### Problem requirements
For the records that follow, please set down exactly the lines between the one holding "Some((b, _)) =>" and the one holding "info.max_rate = info.max_rate.max(r.max_sample_rate());", inclusive, and only those.
=-=-=
//! Error types for the playback pipeline.
//!
//! Each stage gets its own enum so callers can tell setup failures, transient
//! per-packet failures and fatal I/O apart without string matching.

use thiserror::Error;

/// Failures while preparing a session in `MusicPlayer::create`.
#[derive(Debug, Error)]
pub enum SetupError {
    #[error("file open error: {0}")]
    OpenSource(String),

    #[error("cannot find stream information: {0}")]
    StreamInfo(String),

    #[error("cannot find audio stream")]
    NoAudioStream,

    #[error("cannot find audio decoder for {0}")]
    UnsupportedCodec(String),

    #[error("cannot open codec: {0}")]
    CodecOpen(String),
}

/// Failures pushing into the packet queue.
#[derive(Debug, Error, PartialEq, Eq)]
pub enum QueueError {
    #[error("out of memory while queueing packet")]
    OutOfMemory,
}

/// Result of a failed `Demuxer::read_packet`.
#[derive(Debug, Error)]
pub enum ReadError {
    /// The source has no more packets; not an I/O failure.
    #[error("end of stream")]
    EndOfStream,

    #[error("source read error: {0}")]
    Io(#[from] std::io::Error),
}

/// Failures from the frame converter.
#[derive(Debug, Error)]
pub enum ResampleError {
    #[error("invalid frame: {0}")]
    InvalidFrame(&'static str),

    #[error("resampler init error: {0}")]
    Init(String),

    #[error("resampler process error: {0}")]
    Process(String),
}

/// Failures returned by the decode stage to the audio callback.
#[derive(Debug, Error)]
pub enum DecodeError {
    /// Playback stopped or the drained queue reported end of stream.
    #[error("end of stream")]
    EndOfStream,

    #[error("packet decode error: {0}")]
    Packet(String),

    #[error(transparent)]
    Resample(#[from] ResampleError),
}

/// Failures from an output device backend.
#[derive(Debug, Error)]
pub enum OutputError {
    #[error("no output device: {0}")]
    NoDevice(String),

    #[error("unsupported output config: {0}")]
    UnsupportedConfig(String),

    #[error("failed to build output stream: {0}")]
    Build(String),

    #[error("failed to start output stream: {0}")]
    Start(String),

    #[error("output stream is not open")]
    NotOpen,
}

/// Errors surfaced by the player lifecycle.
#[derive(Debug, Error)]
pub enum PlayerError {
    #[error(transparent)]
    Setup(#[from] SetupError),

    #[error(transparent)]
    Output(#[from] OutputError),

    #[error("cannot {action} while player is {state}")]
    InvalidState {
        action: &'static str,
        state: crate::player::PlayerState,
    },

    #[error("failed to spawn read thread: {0}")]
    Spawn(#[from] std::io::Error),
}

pub type Result<T> = std::result::Result<T, PlayerError>;
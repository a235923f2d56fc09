//! CPAL output device.
//!
//! - selecting either the default device or a device by substring match
//! - negotiating the supported config closest to the source format
//! - building the output stream that pulls from an [`AudioCallback`]
//!
//! The callback always produces S16. Devices whose preferred config uses another sample
//! type get converted per sample in the CPAL data callback.

use anyhow::{Context, Result, anyhow};
use cpal::traits::{DeviceTrait, HostTrait, StreamTrait};

use crate::error::OutputError;
use crate::output::{AudioOutput, OutputFormat};
use crate::playback::AudioCallback;
use crate::resample::BYTES_PER_SAMPLE;

/// [`AudioOutput`] backed by the default CPAL host.
pub struct CpalOutput {
    device_name: Option<String>,
    buffer_frames: u32,
    stream: Option<cpal::Stream>,
    label: Option<String>,
}

impl CpalOutput {
    pub fn new(device_name: Option<String>, buffer_frames: u32) -> Self {
        Self {
            device_name,
            buffer_frames,
            stream: None,
            label: None,
        }
    }

    fn device(&self) -> Result<cpal::Device, OutputError> {
        let host = cpal::default_host();
        pick_device(&host, self.device_name.as_deref())
            .map_err(|e| OutputError::NoDevice(format!("{e:#}")))
    }
}

impl AudioOutput for CpalOutput {
    fn negotiate(&self, requested: OutputFormat) -> Result<OutputFormat, OutputError> {
        let device = self.device()?;
        let config = pick_output_config(&device, requested)
            .map_err(|e| OutputError::UnsupportedConfig(format!("{e:#}")))?;
        Ok(OutputFormat::new(config.sample_rate(), config.channels()))
    }

    fn open(&mut self, format: OutputFormat, callback: AudioCallback) -> Result<(), OutputError> {
        self.close();

        let device = self.device()?;
        let supported = pick_output_config(&device, format)
            .map_err(|e| OutputError::UnsupportedConfig(format!("{e:#}")))?;
        if supported.sample_rate() != format.sample_rate || supported.channels() != format.channels {
            return Err(OutputError::UnsupportedConfig(format!(
                "device no longer offers {format}"
            )));
        }

        let mut config = supported.config();
        if let Some(buffer_size) = pick_buffer_size(&supported, self.buffer_frames) {
            config.buffer_size = buffer_size;
        }

        let name = device
            .description()
            .map(|d| d.to_string())
            .unwrap_or_else(|_| "<unknown>".to_string());
        tracing::info!(
            device = %name,
            rate_hz = config.sample_rate,
            channels = config.channels,
            sample_format = ?supported.sample_format(),
            buffer = ?config.buffer_size,
            "opening output stream"
        );

        let stream = build_output_stream(&device, &config, supported.sample_format(), callback)?;
        self.stream = Some(stream);
        self.label = Some(name);
        Ok(())
    }

    fn start(&mut self) -> Result<(), OutputError> {
        let stream = self.stream.as_ref().ok_or(OutputError::NotOpen)?;
        stream.play().map_err(|e| OutputError::Start(e.to_string()))
    }

    fn stop(&mut self) -> Result<(), OutputError> {
        match &self.stream {
            Some(stream) => stream.pause().map_err(|e| OutputError::Start(e.to_string())),
            None => Ok(()),
        }
    }

    fn close(&mut self) {
        // Dropping the stream stops callbacks and drops the callback state.
        self.stream = None;
    }

    fn description(&self) -> String {
        self.label
            .clone()
            .or_else(|| self.device_name.clone())
            .unwrap_or_else(|| "default output".to_string())
    }
}

fn build_output_stream(
    device: &cpal::Device,
    config: &cpal::StreamConfig,
    sample_format: cpal::SampleFormat,
    callback: AudioCallback,
) -> Result<cpal::Stream, OutputError> {
    match sample_format {
        cpal::SampleFormat::I16 => build_stream::<i16>(device, config, callback),
        cpal::SampleFormat::F32 => build_stream::<f32>(device, config, callback),
        cpal::SampleFormat::I32 => build_stream::<i32>(device, config, callback),
        cpal::SampleFormat::U16 => build_stream::<u16>(device, config, callback),
        other => Err(OutputError::UnsupportedConfig(format!(
            "sample format {other:?}"
        ))),
    }
}

/// Type-specialized stream builder: the callback fills S16 bytes which are converted to
/// the device sample type in place.
fn build_stream<T>(
    device: &cpal::Device,
    config: &cpal::StreamConfig,
    mut callback: AudioCallback,
) -> Result<cpal::Stream, OutputError>
where
    T: cpal::Sample + cpal::SizedSample + cpal::FromSample<i16>,
{
    let mut bytes: Vec<u8> = Vec::new();
    let err_fn = |err| tracing::warn!("stream error: {err}");

    device
        .build_output_stream(
            config,
            move |data: &mut [T], _| {
                let needed = data.len() * BYTES_PER_SAMPLE;
                if bytes.len() != needed {
                    bytes.resize(needed, 0);
                }
                callback.fill(&mut bytes);
                for (dst, src) in data.iter_mut().zip(bytes.chunks_exact(BYTES_PER_SAMPLE)) {
                    let sample = i16::from_ne_bytes([src[0], src[1]]);
                    *dst = <T as cpal::Sample>::from_sample::<i16>(sample);
                }
            },
            err_fn,
            None,
        )
        .map_err(|e| OutputError::Build(e.to_string()))
}

/// Pick the first output device matching `needle` (case-insensitive), or the default device.
///
/// Returns an error if no suitable device is found.
pub fn pick_device(host: &cpal::Host, needle: Option<&str>) -> Result<cpal::Device> {
    let mut devices: Vec<cpal::Device> = host
        .output_devices()
        .context("No output devices")?
        .collect();

    if let Some(needle) = needle {
        if let Some(d) = devices.drain(..).find(|d| {
            d.description()
                .ok()
                .map(|n| matches_device_name(&n.name(), needle))
                .unwrap_or(false)
        }) {
            return Ok(d);
        }
        return Err(anyhow!("No output device matched: {needle}"));
    }

    host.default_output_device()
        .ok_or_else(|| anyhow!("No default output device"))
}

/// Choose the supported output config closest to `requested`.
///
/// Ranking, in order:
/// - same channel count as requested
/// - highest sample rate **<= requested** (else the lowest rate above it)
/// - sample format closest to S16
pub fn pick_output_config(
    device: &cpal::Device,
    requested: OutputFormat,
) -> Result<cpal::SupportedStreamConfig> {
    let ranges: Vec<cpal::SupportedStreamConfigRange> =
        device.supported_output_configs()?.collect();

    let mut best: Option<(Candidate, cpal::SupportedStreamConfig)> = None;

    for range in ranges {
        let rate = pick_rate_for_range(
            range.min_sample_rate(),
            range.max_sample_rate(),
            requested.sample_rate,
        );
        let candidate = Candidate {
            channels_match: range.channels() == requested.channels,
            below: rate <= requested.sample_rate,
            rate,
            format_rank: sample_format_rank(range.sample_format()),
        };
        let replace = match &best {
            None => true,
            Some((b, _)) => candidate.is_better_than(b),
        };
        if replace {
            best = Some((candidate, range.with_sample_rate(rate)));
        }
    }

    best.map(|(_, cfg)| cfg)
        .ok_or_else(|| anyhow!("No supported output configs"))
}

/// Hardware period for the stream: `requested` frames clamped to what the device offers.
///
/// Returns `None` when the device only supports its default buffer size.
pub fn pick_buffer_size(
    config: &cpal::SupportedStreamConfig,
    requested: u32,
) -> Option<cpal::BufferSize> {
    match config.buffer_size() {
        cpal::SupportedBufferSize::Range { min, max } => {
            Some(cpal::BufferSize::Fixed(clamp_buffer_frames(requested, *min, *max)))
        }
        cpal::SupportedBufferSize::Unknown => None,
    }
}

/// Output device names and their supported rate ranges, for `--list-devices`.
pub fn list_devices(host: &cpal::Host) -> Result<Vec<DeviceInfo>> {
    let devices = host.output_devices().context("No output devices")?;
    let mut out = Vec::new();
    for d in devices {
        let name = d.description()?.to_string();
        let mut info = DeviceInfo {
            name,
            min_rate: u32::MAX,
            max_rate: 0,
            max_channels: 0,
        };
        if let Ok(ranges) = d.supported_output_configs() {
            for r in ranges {
                info.min_rate = info.min_rate.min(r.min_sample_rate());
                info.max_rate = info.max_rate.max(r.max_sample_rate());
                info.max_channels = info.max_channels.max(r.channels());
            }
        }
        if info.min_rate == u32::MAX {
            info.min_rate = 0;
        }
        out.push(info);
    }
    Ok(out)
}

/// Output device metadata for device selection.
#[derive(Clone, Debug)]
pub struct DeviceInfo {
    pub name: String,
    pub min_rate: u32,
    pub max_rate: u32,
    pub max_channels: u16,
}

#[derive(Clone, Copy, Debug)]
struct Candidate {
    channels_match: bool,
    below: bool,
    rate: u32,
    format_rank: u8,
}

impl Candidate {
    fn is_better_than(&self, best: &Candidate) -> bool {
        if self.channels_match != best.channels_match {
            self.channels_match
        } else if self.below != best.below {
            self.below
        } else if self.rate != best.rate {
            if self.below {
                self.rate > best.rate
            } else {
                self.rate < best.rate
            }
        } else {
            self.format_rank < best.format_rank
        }
    }
}

fn pick_rate_for_range(min: u32, max: u32, target: u32) -> u32 {
    target.clamp(min, max.max(min))
}

fn sample_format_rank(format: cpal::SampleFormat) -> u8 {
    match format {
        cpal::SampleFormat::I16 => 0,
        cpal::SampleFormat::I32 => 1,
        cpal::SampleFormat::F32 => 2,
        cpal::SampleFormat::U16 => 3,
        _ => 10,
    }
}

fn clamp_buffer_frames(requested: u32, min: u32, max: u32) -> u32 {
    requested.clamp(min, max.max(min))
}

fn matches_device_name(name: &str, needle: &str) -> bool {
    let needle = needle.trim();
    if needle.is_empty() {
        return false;
    }
    name.to_lowercase().contains(&needle.to_lowercase())
}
=-=-=
### Written response
            Some((b, _)) => candidate.is_better_than(b),
        };
        if replace {
            best = Some((candidate, range.with_sample_rate(rate)));
        }
    }

    best.map(|(_, cfg)| cfg)
        .ok_or_else(|| anyhow!("No supported output configs"))
}

/// Hardware period for the stream: `requested` frames clamped to what the device offers.
///
/// Returns `None` when the device only supports its default buffer size.
pub fn pick_buffer_size(
    config: &cpal::SupportedStreamConfig,
    requested: u32,
) -> Option<cpal::BufferSize> {
    match config.buffer_size() {
        cpal::SupportedBufferSize::Range { min, max } => {
            Some(cpal::BufferSize::Fixed(clamp_buffer_frames(requested, *min, *max)))
        }
        cpal::SupportedBufferSize::Unknown => None,
    }
}

/// Output device names and their supported rate ranges, for `--list-devices`.
pub fn list_devices(host: &cpal::Host) -> Result<Vec<DeviceInfo>> {
    let devices = host.output_devices().context("No output devices")?;
    let mut out = Vec::new();
    for d in devices {
        let name = d.description()?.to_string();
        let mut info = DeviceInfo {
            name,
            min_rate: u32::MAX,
            max_rate: 0,
            max_channels: 0,
        };
        if let Ok(ranges) = d.supported_output_configs() {
            for r in ranges {
                info.min_rate = info.min_rate.min(r.min_sample_rate());
                info.max_rate = info.max_rate.max(r.max_sample_rate());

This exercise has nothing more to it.